Certificate Transparency

How do I know that I'm talking to the right Web site? Because there's a closed padlock icon in the URL bar, right? Mozilla says:
A green padlock (with or without an organization name) indicates that:
  • You are definitely connected to the website whose address is shown in the address bar; the connection has not been intercepted.
  • The connection between Firefox and the website is encrypted to prevent eavesdropping.
The padlock icon appears when the browser has validated that the connection to the URL in the URL bar supplied a certificate for the site in question carrying a signature chain ending in one of the root certificates the browser trusts. Browsers come with a default list of root certificates from Certificate Authorities (CAs). Two years ago in The Curious Case of the Outsourced CA I wrote about this list:
The list of CAs that my Firefox trusts is here, all 188 of them. Note that because GeoTrust is in the list, it can certify its own website. I wrote about the issues around CAs back in 2013, notably that:
  • The browser trusts all of them equally.
  • The browser trusts CAs that the CAs on the list delegate trust to. Back in 2010, the EFF found more than 650 organizations that Internet Explorer and Firefox trusted.
  • Commercial CAs on the list, and CAs they delegate to, have regularly been found to be issuing false or insecure certificates.
Among the CAs on the list are agencies of many governments, such as the Dutch, Chinese, Hong Kong, and Japanese governments.
My current Firefox browser trusts 305 root certificates from 79 unique organizations.
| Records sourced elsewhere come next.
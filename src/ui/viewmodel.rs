//! View model types representing renderable UI state.
//!
//! View models are computed from application state by
//! `AppState::compute_viewmodel()` and consumed by the renderer. They contain no
//! business logic, only display-ready data with geometry already resolved.

use super::layout::Rect;

/// Complete UI view model for rendering.
#[derive(Debug, Clone, PartialEq, Eq)]
pub struct UIViewModel {
    /// Header information (title).
    pub header: HeaderInfo,

    /// The search input box.
    pub search_bar: SearchBarInfo,

    /// Suggestion dropdown, present only while open with at least one user.
    pub dropdown: Option<DropdownInfo>,

    /// One-line status above the footer.
    pub status: StatusInfo,

    /// Footer information (keybindings, help text).
    pub footer: FooterInfo,
}

/// Header display information.
#[derive(Debug, Clone, PartialEq, Eq)]
pub struct HeaderInfo {
    /// Title text to display in the header.
    pub title: String,
}

/// Footer display information.
#[derive(Debug, Clone, PartialEq, Eq)]
pub struct FooterInfo {
    /// Keybinding help text for the current mode.
    pub keybindings: String,
}

/// Search bar display information.
#[derive(Debug, Clone, PartialEq, Eq)]
pub struct SearchBarInfo {
    /// Raw input value, untrimmed.
    pub value: String,

    /// Whether keystrokes currently go to the input.
    pub focused: bool,

    /// Whether the whole value is selected.
    pub selected: bool,

    /// Cells occupied by the box, borders included.
    pub rect: Rect,
}

/// Suggestion dropdown display information.
#[derive(Debug, Clone, PartialEq, Eq)]
pub struct DropdownInfo {
    /// Cells occupied by the dropdown, bottom border included.
    pub rect: Rect,

    /// Visible suggestions, top to bottom.
    pub items: Vec<SuggestionItem>,
}

/// One user in the dropdown.
#[derive(Debug, Clone, PartialEq, Eq)]
pub struct SuggestionItem {
    /// User name, shown bold on the first row.
    pub name: String,

    /// Email, shown dim on the second row.
    pub email: String,

    /// Path the item navigates to when activated.
    pub href: String,

    /// Whether the keyboard cursor is on this item.
    pub is_selected: bool,

    /// Character ranges of `name` matching the query.
    ///
    /// Each tuple is `(start_index, end_index)` in character indices.
    pub name_highlights: Vec<(usize, usize)>,

    /// Character ranges of `email` matching the query.
    pub email_highlights: Vec<(usize, usize)>,
}

/// Status line display information.
#[derive(Debug, Clone, PartialEq, Eq)]
pub struct StatusInfo {
    pub message: String,
}
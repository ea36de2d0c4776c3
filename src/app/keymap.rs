//! Terminal input mapping.
//!
//! Translates crossterm events into application [`Event`]s. The mapping depends
//! on the current [`InputMode`], so the same key can type a character in one
//! mode and move the selection in another.
//!
//! # Keybindings
//!
//! Global (all modes):
//! - `Ctrl+K` / `Cmd+K`: Focus the search input and select its value
//! - `Ctrl+C`: Quit
//!
//! In normal mode:
//! - `/`: Focus the search input
//! - `q`: Quit
//! - `Esc`: Close the dropdown
//!
//! While typing:
//! - Characters edit the query, `Backspace` deletes
//! - `Enter`: Submit to the search page
//! - `Down` / `Ctrl+n`: Move into the dropdown
//! - `Esc`: Close the dropdown, then leave the input
//!
//! While navigating the dropdown:
//! - `j`/`Down`/`Ctrl+n`: Move down
//! - `k`/`Up`/`Ctrl+p`: Move up
//! - `Enter`: Open the selected user
//! - `/` or `Esc`: Return to typing

use super::handler::Event;
use super::modes::{InputMode, SearchFocus};
use crossterm::event::{
    Event as TerminalEvent, KeyCode, KeyEvent, KeyEventKind, KeyModifiers, MouseButton,
    MouseEventKind,
};

/// Maps any terminal event to an application event.
#[must_use]
pub fn map_terminal_event(mode: InputMode, event: &TerminalEvent) -> Option<Event> {
    match event {
        TerminalEvent::Key(key) => map_key_event(mode, key),
        TerminalEvent::Mouse(mouse) => match mouse.kind {
            MouseEventKind::Down(MouseButton::Left) => Some(Event::Click {
                row: usize::from(mouse.row),
                col: usize::from(mouse.column),
            }),
            _ => None,
        },
        TerminalEvent::Paste(text) => Some(Event::Paste(text.clone())),
        TerminalEvent::Resize(cols, rows) => Some(Event::Resize {
            rows: usize::from(*rows),
            cols: usize::from(*cols),
        }),
        _ => None,
    }
}

/// Maps a key event to an application event.
#[must_use]
pub fn map_key_event(mode: InputMode, key: &KeyEvent) -> Option<Event> {
    if key.kind == KeyEventKind::Release {
        return None;
    }

    tracing::trace!(code = ?key.code, modifiers = ?key.modifiers, "key event");

    let ctrl = key.modifiers.contains(KeyModifiers::CONTROL);
    let command = key.modifiers.intersects(KeyModifiers::SUPER | KeyModifiers::META);

    if ctrl || command {
        return match key.code {
            KeyCode::Char('k' | 'K') => Some(Event::FocusSearch),
            KeyCode::Char('c') if ctrl => Some(Event::Quit),
            KeyCode::Char('n') if ctrl => match mode {
                InputMode::Search(SearchFocus::Typing) => Some(Event::FocusResults),
                InputMode::Search(SearchFocus::Navigating) => Some(Event::KeyDown),
                InputMode::Normal => None,
            },
            KeyCode::Char('p') if ctrl => match mode {
                InputMode::Search(SearchFocus::Navigating) => Some(Event::KeyUp),
                _ => None,
            },
            _ => None,
        };
    }

    if key.modifiers.contains(KeyModifiers::ALT) {
        return None;
    }

    match mode {
        InputMode::Normal => match key.code {
            KeyCode::Char('/') => Some(Event::FocusSearch),
            KeyCode::Char('q') => Some(Event::Quit),
            KeyCode::Esc => Some(Event::Escape),
            _ => None,
        },
        InputMode::Search(SearchFocus::Typing) => match key.code {
            KeyCode::Enter => Some(Event::Submit),
            KeyCode::Esc => Some(Event::Escape),
            KeyCode::Backspace => Some(Event::Backspace),
            KeyCode::Down => Some(Event::FocusResults),
            KeyCode::Char(c) => Some(Event::Char(c)),
            _ => None,
        },
        InputMode::Search(SearchFocus::Navigating) => match key.code {
            KeyCode::Down | KeyCode::Char('j') => Some(Event::KeyDown),
            KeyCode::Up | KeyCode::Char('k') => Some(Event::KeyUp),
            KeyCode::Enter => Some(Event::Submit),
            KeyCode::Char('/') => Some(Event::FocusSearchBar),
            KeyCode::Esc => Some(Event::Escape),
            _ => None,
        },
    }
}

#[cfg(test)]
mod tests {
    use super::*;
    use crossterm::event::{KeyEventState, MouseEvent};

    const TYPING: InputMode = InputMode::Search(SearchFocus::Typing);
    const NAVIGATING: InputMode = InputMode::Search(SearchFocus::Navigating);

    fn key(code: KeyCode, modifiers: KeyModifiers) -> KeyEvent {
        KeyEvent::new(code, modifiers)
    }

    #[test]
    fn ctrl_or_cmd_k_focuses_search_from_any_mode() {
        for mode in [InputMode::Normal, TYPING, NAVIGATING] {
            for modifiers in [KeyModifiers::CONTROL, KeyModifiers::SUPER, KeyModifiers::META] {
                assert_eq!(
                    map_key_event(mode, &key(KeyCode::Char('k'), modifiers)),
                    Some(Event::FocusSearch),
                    "{mode:?} {modifiers:?}"
                );
            }
        }
    }

    #[test]
    fn plain_k_types_while_typing_and_moves_while_navigating() {
        let k = key(KeyCode::Char('k'), KeyModifiers::NONE);
        assert_eq!(map_key_event(TYPING, &k), Some(Event::Char('k')));
        assert_eq!(map_key_event(NAVIGATING, &k), Some(Event::KeyUp));
        assert_eq!(map_key_event(InputMode::Normal, &k), None);
    }

    #[test]
    fn shifted_characters_are_typed() {
        let upper = key(KeyCode::Char('A'), KeyModifiers::SHIFT);
        assert_eq!(map_key_event(TYPING, &upper), Some(Event::Char('A')));
    }

    #[test]
    fn key_releases_are_ignored() {
        let mut release = key(KeyCode::Char('a'), KeyModifiers::NONE);
        release.kind = KeyEventKind::Release;
        release.state = KeyEventState::NONE;
        assert_eq!(map_key_event(TYPING, &release), None);
    }

    #[test]
    fn ctrl_n_enters_then_moves_through_the_dropdown() {
        let ctrl_n = key(KeyCode::Char('n'), KeyModifiers::CONTROL);
        assert_eq!(map_key_event(TYPING, &ctrl_n), Some(Event::FocusResults));
        assert_eq!(map_key_event(NAVIGATING, &ctrl_n), Some(Event::KeyDown));
        assert_eq!(map_key_event(InputMode::Normal, &ctrl_n), None);
    }

    #[test]
    fn left_click_and_resize_are_mapped() {
        let click = TerminalEvent::Mouse(MouseEvent {
            kind: MouseEventKind::Down(MouseButton::Left),
            column: 12,
            row: 7,
            modifiers: KeyModifiers::NONE,
        });
        assert_eq!(
            map_terminal_event(InputMode::Normal, &click),
            Some(Event::Click { row: 7, col: 12 })
        );
        assert_eq!(
            map_terminal_event(InputMode::Normal, &TerminalEvent::Resize(100, 30)),
            Some(Event::Resize { rows: 30, cols: 100 })
        );
    }
}
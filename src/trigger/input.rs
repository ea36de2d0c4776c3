//! Per-element search input state.
//!
//! [`SearchInput`] is the text field the user types into. It owns the raw value
//! and the [`SearchTrigger`] for that field, so every input element carries its
//! own pending timer instead of sharing a global one.

use super::search::{FiredQuery, SearchRequest, SearchTrigger};
use crate::domain::SearchQuery;
use std::time::Duration;
use tokio::sync::mpsc::UnboundedSender;

/// A search text field and its debounced trigger.
///
/// Every edit that changes the value notifies the trigger exactly once. Edits
/// that leave the value unchanged (backspace on an empty field, clearing an
/// empty field) notify nothing.
#[derive(Debug)]
pub struct SearchInput {
    value: String,
    selected: bool,
    trigger: SearchTrigger,
}

impl SearchInput {
    #[must_use]
    pub fn new(
        quiet_period: Duration,
        min_query_len: usize,
        fired: UnboundedSender<FiredQuery>,
    ) -> Self {
        Self {
            value: String::new(),
            selected: false,
            trigger: SearchTrigger::new(quiet_period, min_query_len, fired),
        }
    }

    /// Types one character.
    ///
    /// If the whole value is selected, the character replaces it.
    pub fn insert(&mut self, c: char) {
        if self.selected {
            self.value.clear();
            self.selected = false;
        }
        self.value.push(c);
        self.changed();
    }

    /// Pastes text at the end of the value, replacing a selected value.
    pub fn insert_str(&mut self, text: &str) {
        let text: String = text.chars().filter(|c| !c.is_control()).collect();
        if text.is_empty() {
            return;
        }
        if self.selected {
            self.value.clear();
            self.selected = false;
        }
        self.value.push_str(&text);
        self.changed();
    }

    /// Deletes the last character, or the whole value when it is selected.
    pub fn backspace(&mut self) {
        if self.selected {
            self.selected = false;
            if !self.value.is_empty() {
                self.value.clear();
                self.changed();
            }
            return;
        }
        if self.value.pop().is_some() {
            self.changed();
        }
    }

    /// Empties the field.
    pub fn clear(&mut self) {
        self.selected = false;
        if !self.value.is_empty() {
            self.value.clear();
            self.changed();
        }
    }

    /// Selects the whole value so the next keystroke replaces it.
    pub fn select_all(&mut self) {
        self.selected = !self.value.is_empty();
    }

    /// Drops the selection without changing the value.
    pub fn deselect(&mut self) {
        self.selected = false;
    }

    /// Forwards a timer fire to the trigger.
    pub fn fire(&mut self, fired: FiredQuery) -> Option<SearchRequest> {
        self.trigger.fire(fired)
    }

    #[must_use]
    pub fn value(&self) -> &str {
        &self.value
    }

    /// Trimmed query as of the last edit.
    #[must_use]
    pub const fn query(&self) -> &SearchQuery {
        self.trigger.query()
    }

    #[must_use]
    pub const fn is_selected(&self) -> bool {
        self.selected
    }

    #[must_use]
    pub const fn trigger(&self) -> &SearchTrigger {
        &self.trigger
    }

    pub fn trigger_mut(&mut self) -> &mut SearchTrigger {
        &mut self.trigger
    }

    fn changed(&mut self) {
        self.trigger.on_input_change(&self.value);
    }
}
//! Footer component renderer.

use crate::ui::helpers::{truncate, Canvas};
use crate::ui::theme::Theme;
use crate::ui::viewmodel::FooterInfo;

/// Renders the keybinding help bar at the specified row.
///
/// The text is centered, dimmed, and truncated on narrow terminals so it never
/// wraps onto the next line.
pub fn render_footer(
    canvas: &mut Canvas,
    row: usize,
    footer: &FooterInfo,
    theme: &Theme,
    cols: usize,
) -> usize {
    let help_text = truncate(&footer.keybindings, cols);
    let text_len = help_text.chars().count();
    let padding = cols.saturating_sub(text_len) / 2;

    canvas.move_to(row, 0);
    canvas.push_str(&Theme::fg(&theme.colors.text_dim));
    canvas.repeat(" ", padding);
    canvas.push_str(help_text);
    canvas.repeat(" ", cols.saturating_sub(padding + text_len));
    canvas.push_str(Theme::reset());
    row + 1
}
//! The debounced search trigger.
//!
//! [`SearchTrigger`] turns a stream of input-change events into at most one search
//! request per quiet period. Each input element owns its own trigger, so there is
//! never more than one armed timer per input.
//!
//! # State Machine
//!
//! ```text
//! Idle ──input──▶ Waiting ──fire──▶ Idle
//!                   │  ▲
//!                   └──┘ input (previous timer cancelled, new one armed)
//! ```
//!
//! A fire only becomes a [`SearchRequest`] when the trimmed query has at least
//! `min_query_len` characters. Accepted requests are numbered so that replies can
//! be matched against the latest request later.

use super::debouncer::{Debouncer, Fired};
use crate::domain::SearchQuery;
use serde::{Deserialize, Serialize};
use std::time::Duration;
use tokio::sync::mpsc::UnboundedSender;

/// A debounced query delivered to the event loop.
pub type FiredQuery = Fired<SearchQuery>;

/// An accepted search request, tagged with its sequence number.
#[derive(Debug, Clone, PartialEq, Eq, Serialize, Deserialize)]
pub struct SearchRequest {
    /// Per-trigger sequence number, starting at 1.
    pub seq: u64,
    /// Trimmed query to send.
    pub query: SearchQuery,
}

/// Observable trigger state.
#[derive(Debug, Clone, Copy, PartialEq, Eq)]
pub enum TriggerState {
    /// No timer armed.
    Idle,
    /// A timer is armed and waiting for its quiet period.
    Waiting,
}

/// Debounced search trigger for a single input element.
#[derive(Debug)]
pub struct SearchTrigger {
    debouncer: Debouncer<SearchQuery>,
    min_query_len: usize,
    query: SearchQuery,
    next_seq: u64,
    last_issued: Option<u64>,
}

impl SearchTrigger {
    /// Creates an idle trigger.
    ///
    /// Fires are delivered on `fired` and must be passed back to
    /// [`fire`](Self::fire) by the owner's event loop.
    #[must_use]
    pub fn new(
        quiet_period: Duration,
        min_query_len: usize,
        fired: UnboundedSender<FiredQuery>,
    ) -> Self {
        Self {
            debouncer: Debouncer::new(quiet_period, fired),
            min_query_len,
            query: SearchQuery::default(),
            next_seq: 1,
            last_issued: None,
        }
    }

    /// Handles an input-change event with the raw input value.
    ///
    /// Trims the value, cancels any pending timer and arms a new one. Must be
    /// called from within a tokio runtime.
    pub fn on_input_change(&mut self, raw: &str) -> &SearchQuery {
        self.query = SearchQuery::from_raw(raw);
        let generation = self.debouncer.schedule(self.query.clone());

        tracing::trace!(
            generation,
            query_len = self.query.char_len(),
            "input change scheduled"
        );

        &self.query
    }

    /// Handles a timer fire.
    ///
    /// Returns a request when the fire is current and the query is long enough,
    /// `None` otherwise. Either way a current fire returns the trigger to idle.
    pub fn fire(&mut self, fired: FiredQuery) -> Option<SearchRequest> {
        if !self.debouncer.settle(&fired) {
            return None;
        }

        let query = fired.value;
        if !query.is_searchable(self.min_query_len) {
            tracing::trace!(
                query_len = query.char_len(),
                min_query_len = self.min_query_len,
                "query too short, not searching"
            );
            return None;
        }

        let seq = self.next_seq;
        self.next_seq += 1;
        self.last_issued = Some(seq);

        tracing::debug!(seq, query = %query, "search request issued");
        Some(SearchRequest { seq, query })
    }

    /// Disarms the pending timer, if any.
    pub fn cancel(&mut self) -> bool {
        self.debouncer.cancel()
    }

    #[must_use]
    pub const fn state(&self) -> TriggerState {
        if self.debouncer.is_armed() {
            TriggerState::Waiting
        } else {
            TriggerState::Idle
        }
    }

    /// Trimmed query from the most recent input change.
    #[must_use]
    pub const fn query(&self) -> &SearchQuery {
        &self.query
    }

    /// Sequence number of the most recently issued request.
    #[must_use]
    pub const fn last_issued(&self) -> Option<u64> {
        self.last_issued
    }

    /// Whether `seq` identifies the most recently issued request.
    #[must_use]
    pub fn is_latest(&self, seq: u64) -> bool {
        self.last_issued == Some(seq)
    }

    #[must_use]
    pub const fn quiet_period(&self) -> Duration {
        self.debouncer.quiet_period()
    }

    #[must_use]
    pub const fn min_query_len(&self) -> usize {
        self.min_query_len
    }
}

#[cfg(test)]
mod tests {
    use super::*;
    use tokio::sync::mpsc::{self, UnboundedReceiver};

    fn trigger() -> (SearchTrigger, UnboundedReceiver<FiredQuery>) {
        let (tx, rx) = mpsc::unbounded_channel();
        (SearchTrigger::new(Duration::from_millis(300), 2, tx), rx)
    }

    async fn wait(ms: u64) {
        tokio::time::sleep(Duration::from_millis(ms)).await;
    }

    fn drain(trigger: &mut SearchTrigger, rx: &mut UnboundedReceiver<FiredQuery>) -> Vec<SearchRequest> {
        let mut requests = Vec::new();
        while let Ok(fired) = rx.try_recv() {
            requests.extend(trigger.fire(fired));
        }
        requests
    }

    #[tokio::test(start_paused = true)]
    async fn burst_issues_one_request_with_last_value() {
        let (mut trigger, mut rx) = trigger();

        trigger.on_input_change("a");
        wait(100).await;
        trigger.on_input_change("ab");
        assert_eq!(trigger.state(), TriggerState::Waiting);
        wait(299).await;
        assert!(drain(&mut trigger, &mut rx).is_empty());
        wait(2).await;

        let requests = drain(&mut trigger, &mut rx);
        assert_eq!(requests.len(), 1);
        assert_eq!(requests[0].query.as_str(), "ab");
        assert_eq!(requests[0].seq, 1);
        assert_eq!(trigger.state(), TriggerState::Idle);
    }

    #[tokio::test(start_paused = true)]
    async fn short_queries_never_issue_requests() {
        let (mut trigger, mut rx) = trigger();

        for raw in ["", "a", "  b  ", " "] {
            trigger.on_input_change(raw);
            wait(400).await;
        }

        assert!(drain(&mut trigger, &mut rx).is_empty());
        assert_eq!(trigger.last_issued(), None);
    }

    #[tokio::test(start_paused = true)]
    async fn request_carries_trimmed_query() {
        let (mut trigger, mut rx) = trigger();

        trigger.on_input_change("  jo  ");

        let fired = rx.recv().await.unwrap();
        let requests: Vec<_> = trigger.fire(fired).into_iter().collect();
        assert_eq!(requests.len(), 1);
        assert_eq!(requests[0].query.as_str(), "jo");
    }

    #[tokio::test(start_paused = true)]
    async fn separate_quiet_periods_issue_separate_requests() {
        let (mut trigger, mut rx) = trigger();

        trigger.on_input_change("xy");
        wait(400).await;
        let first = drain(&mut trigger, &mut rx);

        trigger.on_input_change("xyz");
        wait(400).await;
        let second = drain(&mut trigger, &mut rx);

        assert_eq!(first.len(), 1);
        assert_eq!(first[0].query.as_str(), "xy");
        assert_eq!(second.len(), 1);
        assert_eq!(second[0].query.as_str(), "xyz");
        assert!(trigger.is_latest(second[0].seq));
        assert!(!trigger.is_latest(first[0].seq));
    }

    #[tokio::test(start_paused = true)]
    async fn shrinking_below_minimum_cancels_pending_search() {
        let (mut trigger, mut rx) = trigger();

        trigger.on_input_change("ab");
        wait(100).await;
        trigger.on_input_change("a");
        wait(500).await;

        assert!(drain(&mut trigger, &mut rx).is_empty());
    }

    #[tokio::test(start_paused = true)]
    async fn cancelled_trigger_stays_idle() {
        let (mut trigger, mut rx) = trigger();

        trigger.on_input_change("abc");
        assert!(trigger.cancel());
        wait(500).await;

        assert!(drain(&mut trigger, &mut rx).is_empty());
        assert_eq!(trigger.state(), TriggerState::Idle);
    }
}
One of these organizations is the Internet Security Research Group, a not-for-profit organization hosted by the Linux Foundation and sponsored by many organizations including Mozilla and the EFF, which has greatly improved the information hygiene of the Web through a program called Let's Encrypt. This has provided over 115 million Web sites with free certificates carrying a signature chain rooted in a certificate that almost all browsers trust. This blog's certificate is one of them, as you can see by clicking on the padlock icon.

Some of the organizations whose root certificates my browser trusts are known to have abused this trust. For example, Dan Goodin writes in One-stop counterfeit certificate shops for all your malware-signing needs:
Barysevich identified four such sellers of counterfeit certificates since 2011. Two of them remain in business today. The sellers offered a variety of options. In 2014, one provider calling himself C@T advertised certificates that used a Microsoft technology known as Authenticode for signing executable files and programming scripts that can install software. C@T offered code-signing certificates for macOS apps as well. ... "In his advertisement, C@T explained that the certificates are registered under legitimate corporations and issued by Comodo, Thawte, and Symantec—the largest and most respected issuers,"
Abuse of the trust users place in CAs is routine:
Over the past few years there have been numerous instances of misissued certificates being used to spoof legitimate sites, and, in some case, install malicious software or spy on unsuspecting users.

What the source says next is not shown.